* _DATA FOR ANALYSIS_:

○ ○ ○ ○

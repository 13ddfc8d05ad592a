//! Route handlers.
//!
//! Each handler validates its body, resolves the credential for the request,
//! and only then calls the relay. A request that fails validation or
//! credential resolution never reaches the upstream API.

use std::sync::Arc;

use axum::Json;
use axum::extract::State;
use axum::extract::rejection::JsonRejection;
use serde::Deserialize;
use serde_json::{Value, json};
use tracing::{error, info};
use travius::credential::{Credential, CredentialResolver};
use travius::prompt::{Refinement, ThinkingMode};
use travius::relay::{AnalyzeInput, Relay};
use travius::summarize::{DialogTurn, parse_transcript};

use crate::error::ApiError;

/// Shared application state passed to all handlers via axum's `State` extractor.
#[derive(Clone)]
pub struct AppState {
    pub relay: Arc<Relay>,
    pub resolver: Arc<dyn CredentialResolver>,
}

impl AppState {
    async fn credential(
        &self,
        org_id: Option<&str>,
        api_key: Option<&str>,
    ) -> Result<Credential, ApiError> {
        Ok(self.resolver.resolve(org_id, api_key).await?)
    }
}

type ApiResult = Result<Json<Value>, ApiError>;

fn required(value: Option<String>, field: &str) -> Result<String, ApiError> {
    value
        .filter(|v| !v.trim().is_empty())
        .ok_or_else(|| ApiError::missing_field(field))
}

fn non_blank(value: Option<String>) -> Option<String> {
    value.filter(|v| !v.trim().is_empty())
}

/// GET / — liveness text.
pub async fn health() -> &'static str {
    "Travius API is running."
}

// ── /analyze ───────────────────────────────────────────────────────

/// `dialogLog` arrives either as one newline-delimited string or as an array
/// of lines.
#[derive(Deserialize, Debug, PartialEq)]
#[serde(untagged)]
pub enum DialogLog {
    Text(String),
    Lines(Vec<String>),
}

impl DialogLog {
    /// Lines in order. A string is split on newlines, trimmed, and blank
    /// lines are dropped. An array is taken as is.
    pub fn into_lines(self) -> Vec<String> {
        match self {
            DialogLog::Text(text) => text
                .lines()
                .map(str::trim)
                .filter(|line| !line.is_empty())
                .map(String::from)
                .collect(),
            DialogLog::Lines(lines) => lines,
        }
    }

    fn is_blank(&self) -> bool {
        matches!(self, DialogLog::Text(text) if text.trim().is_empty())
    }
}

/// Request body for POST /analyze.
#[derive(Deserialize, Debug, Default)]
#[serde(rename_all = "camelCase")]
pub struct AnalyzeRequest {
    pub org_id: Option<String>,
    pub dialog_log: Option<DialogLog>,
    pub gpt_reply: Option<String>,
    /// Number or numeric string; anything else falls back to generic framing.
    pub selected_mode: Option<Value>,
    pub api_key: Option<String>,
    pub previous_prompt: Option<String>,
    pub supplement: Option<String>,
}

/// POST /analyze — generate one follow-up question.
pub async fn analyze(
    State(app): State<AppState>,
    payload: Result<Json<AnalyzeRequest>, JsonRejection>,
) -> ApiResult {
    let Json(body) = payload?;

    let org_id = required(body.org_id, "orgId")?;
    let dialog = body
        .dialog_log
        .filter(|log| !log.is_blank())
        .ok_or_else(|| ApiError::missing_field("dialogLog"))?
        .into_lines();
    let last_reply = required(body.gpt_reply, "gptReply")?;
    let mode = ThinkingMode::from_selector(body.selected_mode.as_ref());
    let refinement = non_blank(body.previous_prompt).map(|previous_prompt| Refinement {
        previous_prompt,
        supplement: non_blank(body.supplement),
    });

    info!(
        "POST /analyze org={org_id} turns={} mode={mode:?}",
        dialog.len()
    );
    let credential = app
        .credential(Some(&org_id), body.api_key.as_deref())
        .await?;

    let result = app
        .relay
        .analyze(
            &credential,
            AnalyzeInput {
                dialog,
                last_reply,
                mode,
                refinement,
            },
        )
        .await?;
    let result = serde_json::to_value(result).map_err(|e| {
        error!("Failed to serialize analyze result: {e}");
        ApiError::internal()
    })?;
    Ok(Json(json!({ "ok": true, "result": result })))
}

// ── /suggest ───────────────────────────────────────────────────────

/// Request body for POST /suggest.
#[derive(Deserialize, Debug, Default)]
#[serde(rename_all = "camelCase")]
pub struct SuggestRequest {
    pub prompt: Option<String>,
    pub talce: Option<String>,
    pub gpt_reply: Option<String>,
    pub org_id: Option<String>,
    pub api_key: Option<String>,
}

/// POST /suggest — restyle a draft prompt.
pub async fn suggest(
    State(app): State<AppState>,
    payload: Result<Json<SuggestRequest>, JsonRejection>,
) -> ApiResult {
    let Json(body) = payload?;

    let prompt = required(body.prompt, "prompt")?;
    let talce = required(body.talce, "talce")?;
    let gpt_reply = non_blank(body.gpt_reply);

    info!("POST /suggest talce={talce:?}");
    let credential = app
        .credential(body.org_id.as_deref(), body.api_key.as_deref())
        .await?;

    let result = app
        .relay
        .suggest(&credential, &prompt, &talce, gpt_reply.as_deref())
        .await?;
    Ok(Json(json!({ "result": result })))
}

// ── /chat ──────────────────────────────────────────────────────────

/// Request body for POST /chat.
#[derive(Deserialize, Debug, Default)]
#[serde(rename_all = "camelCase")]
pub struct ChatRequest {
    pub prompt: Option<String>,
    pub org_id: Option<String>,
    pub api_key: Option<String>,
}

/// POST /chat — relay one prompt and return the trimmed reply.
pub async fn chat(
    State(app): State<AppState>,
    payload: Result<Json<ChatRequest>, JsonRejection>,
) -> ApiResult {
    let Json(body) = payload?;

    let prompt = required(body.prompt, "prompt")?;

    info!("POST /chat ({} chars)", prompt.chars().count());
    let credential = app
        .credential(body.org_id.as_deref(), body.api_key.as_deref())
        .await?;

    let result = app.relay.chat(&credential, &prompt).await?;
    Ok(Json(json!({ "result": result })))
}

// ── /summarize ─────────────────────────────────────────────────────

/// Request body for POST /summarize. `messages` wins when both are sent.
#[derive(Deserialize, Debug, Default)]
#[serde(rename_all = "camelCase")]
pub struct SummarizeRequest {
    /// Newline-delimited `Speaker: text` transcript.
    pub messages: Option<String>,
    pub history: Option<Vec<DialogTurn>>,
    pub org_id: Option<String>,
    pub api_key: Option<String>,
}

/// Which input form a summary request used. It decides the response key.
enum SummaryInput {
    Transcript(Vec<DialogTurn>),
    History(Vec<DialogTurn>),
}

/// POST /summarize — summarize a transcript (`{result}`) or a role-tagged
/// history (`{summary}`).
pub async fn summarize(
    State(app): State<AppState>,
    payload: Result<Json<SummarizeRequest>, JsonRejection>,
) -> ApiResult {
    let Json(body) = payload?;

    let input = match (body.messages, body.history) {
        (Some(messages), _) => SummaryInput::Transcript(parse_transcript(&messages)),
        (None, Some(history)) => SummaryInput::History(history),
        (None, None) => return Err(ApiError::missing_field("messages or history")),
    };
    let turns = match &input {
        SummaryInput::Transcript(turns) | SummaryInput::History(turns) => turns,
    };
    if turns.is_empty() {
        return Err(ApiError::empty_history());
    }

    info!("POST /summarize turns={}", turns.len());
    let credential = app
        .credential(body.org_id.as_deref(), body.api_key.as_deref())
        .await?;

    let summary = app.relay.summarize(&credential, turns).await?;
    Ok(Json(match input {
        SummaryInput::Transcript(_) => json!({ "result": summary }),
        SummaryInput::History(_) => json!({ "summary": summary }),
    }))
}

○ ○ ○ ○

Write the material above out again, exactly as it reads.

* _SOLVED PROBLEM_:
repository 13ddfc8d05ad592a
//! Route handlers.
//!
//! Each handler validates its body, resolves the credential for the request,
//! and only then calls the relay. A request that fails validation or
//! credential resolution never reaches the upstream API.

use std::sync::Arc;

use axum::Json;
use axum::extract::State;
use axum::extract::rejection::JsonRejection;
use serde::Deserialize;
use serde_json::{Value, json};
use tracing::{error, info};
use travius::credential::{Credential, CredentialResolver};
use travius::prompt::{Refinement, ThinkingMode};
use travius::relay::{AnalyzeInput, Relay};
use travius::summarize::{DialogTurn, parse_transcript};

use crate::error::ApiError;

/// Shared application state passed to all handlers via axum's `State` extractor.
#[derive(Clone)]
pub struct AppState {
    pub relay: Arc<Relay>,
    pub resolver: Arc<dyn CredentialResolver>,
}

impl AppState {
    async fn credential(
        &self,
        org_id: Option<&str>,
        api_key: Option<&str>,
    ) -> Result<Credential, ApiError> {
        Ok(self.resolver.resolve(org_id, api_key).await?)
    }
}

type ApiResult = Result<Json<Value>, ApiError>;

fn required(value: Option<String>, field: &str) -> Result<String, ApiError> {
    value
        .filter(|v| !v.trim().is_empty())
        .ok_or_else(|| ApiError::missing_field(field))
}

fn non_blank(value: Option<String>) -> Option<String> {
    value.filter(|v| !v.trim().is_empty())
}

/// GET / — liveness text.
pub async fn health() -> &'static str {
    "Travius API is running."
}

// ── /analyze ───────────────────────────────────────────────────────

/// `dialogLog` arrives either as one newline-delimited string or as an array
/// of lines.
#[derive(Deserialize, Debug, PartialEq)]
#[serde(untagged)]
pub enum DialogLog {
    Text(String),
    Lines(Vec<String>),
}

impl DialogLog {
    /// Lines in order. A string is split on newlines, trimmed, and blank
    /// lines are dropped. An array is taken as is.
    pub fn into_lines(self) -> Vec<String> {
        match self {
            DialogLog::Text(text) => text
                .lines()
                .map(str::trim)
                .filter(|line| !line.is_empty())
                .map(String::from)
                .collect(),
            DialogLog::Lines(lines) => lines,
        }
    }

    fn is_blank(&self) -> bool {
        matches!(self, DialogLog::Text(text) if text.trim().is_empty())
    }
}

/// Request body for POST /analyze.
#[derive(Deserialize, Debug, Default)]
#[serde(rename_all = "camelCase")]
pub struct AnalyzeRequest {
    pub org_id: Option<String>,
    pub dialog_log: Option<DialogLog>,
    pub gpt_reply: Option<String>,
    /// Number or numeric string; anything else falls back to generic framing.
    pub selected_mode: Option<Value>,
    pub api_key: Option<String>,
    pub previous_prompt: Option<String>,
    pub supplement: Option<String>,
}

/// POST /analyze — generate one follow-up question.
pub async fn analyze(
    State(app): State<AppState>,
    payload: Result<Json<AnalyzeRequest>, JsonRejection>,
) -> ApiResult {
    let Json(body) = payload?;

    let org_id = required(body.org_id, "orgId")?;
    let dialog = body
        .dialog_log
        .filter(|log| !log.is_blank())
        .ok_or_else(|| ApiError::missing_field("dialogLog"))?
        .into_lines();
    let last_reply = required(body.gpt_reply, "gptReply")?;
    let mode = ThinkingMode::from_selector(body.selected_mode.as_ref());
    let refinement = non_blank(body.previous_prompt).map(|previous_prompt| Refinement {
        previous_prompt,
        supplement: non_blank(body.supplement),
    });

    info!(
        "POST /analyze org={org_id} turns={} mode={mode:?}",
        dialog.len()
    );
    let credential = app
        .credential(Some(&org_id), body.api_key.as_deref())
        .await?;

    let result = app
        .relay
        .analyze(
            &credential,
            AnalyzeInput {
                dialog,
                last_reply,
                mode,
                refinement,
            },
        )
        .await?;
    let result = serde_json::to_value(result).map_err(|e| {
        error!("Failed to serialize analyze result: {e}");
        ApiError::internal()
    })?;
    Ok(Json(json!({ "ok": true, "result": result })))
}

// ── /suggest ───────────────────────────────────────────────────────

/// Request body for POST /suggest.
#[derive(Deserialize, Debug, Default)]
#[serde(rename_all = "camelCase")]
pub struct SuggestRequest {
    pub prompt: Option<String>,
    pub talce: Option<String>,
    pub gpt_reply: Option<String>,
    pub org_id: Option<String>,
    pub api_key: Option<String>,
}

/// POST /suggest — restyle a draft prompt.
pub async fn suggest(
    State(app): State<AppState>,
    payload: Result<Json<SuggestRequest>, JsonRejection>,
) -> ApiResult {
    let Json(body) = payload?;

    let prompt = required(body.prompt, "prompt")?;
    let talce = required(body.talce, "talce")?;
    let gpt_reply = non_blank(body.gpt_reply);

    info!("POST /suggest talce={talce:?}");
    let credential = app
        .credential(body.org_id.as_deref(), body.api_key.as_deref())
        .await?;

    let result = app
        .relay
        .suggest(&credential, &prompt, &talce, gpt_reply.as_deref())
        .await?;
    Ok(Json(json!({ "result": result })))
}

// ── /chat ──────────────────────────────────────────────────────────

/// Request body for POST /chat.
#[derive(Deserialize, Debug, Default)]
#[serde(rename_all = "camelCase")]
pub struct ChatRequest {
    pub prompt: Option<String>,
    pub org_id: Option<String>,
    pub api_key: Option<String>,
}

/// POST /chat — relay one prompt and return the trimmed reply.
pub async fn chat(
    State(app): State<AppState>,
    payload: Result<Json<ChatRequest>, JsonRejection>,
) -> ApiResult {
    let Json(body) = payload?;

    let prompt = required(body.prompt, "prompt")?;

    info!("POST /chat ({} chars)", prompt.chars().count());
    let credential = app
        .credential(body.org_id.as_deref(), body.api_key.as_deref())
        .await?;

    let result = app.relay.chat(&credential, &prompt).await?;
    Ok(Json(json!({ "result": result })))
}

// ── /summarize ─────────────────────────────────────────────────────

/// Request body for POST /summarize. `messages` wins when both are sent.
#[derive(Deserialize, Debug, Default)]
#[serde(rename_all = "camelCase")]
pub struct SummarizeRequest {
    /// Newline-delimited `Speaker: text` transcript.
    pub messages: Option<String>,
    pub history: Option<Vec<DialogTurn>>,
    pub org_id: Option<String>,
    pub api_key: Option<String>,
}

/// Which input form a summary request used. It decides the response key.
enum SummaryInput {
    Transcript(Vec<DialogTurn>),
    History(Vec<DialogTurn>),
}

/// POST /summarize — summarize a transcript (`{result}`) or a role-tagged
/// history (`{summary}`).
pub async fn summarize(
    State(app): State<AppState>,
    payload: Result<Json<SummarizeRequest>, JsonRejection>,
) -> ApiResult {
    let Json(body) = payload?;

    let input = match (body.messages, body.history) {
        (Some(messages), _) => SummaryInput::Transcript(parse_transcript(&messages)),
        (None, Some(history)) => SummaryInput::History(history),
        (None, None) => return Err(ApiError::missing_field("messages or history")),
    };
    let turns = match &input {
        SummaryInput::Transcript(turns) | SummaryInput::History(turns) => turns,
    };
    if turns.is_empty() {
        return Err(ApiError::empty_history());
    }

    info!("POST /summarize turns={}", turns.len());
    let credential = app
        .credential(body.org_id.as_deref(), body.api_key.as_deref())
        .await?;

    let summary = app.relay.summarize(&credential, turns).await?;
    Ok(Json(match input {
        SummaryInput::Transcript(_) => json!({ "result": summary }),
        SummaryInput::History(_) => json!({ "summary": summary }),
    }))
}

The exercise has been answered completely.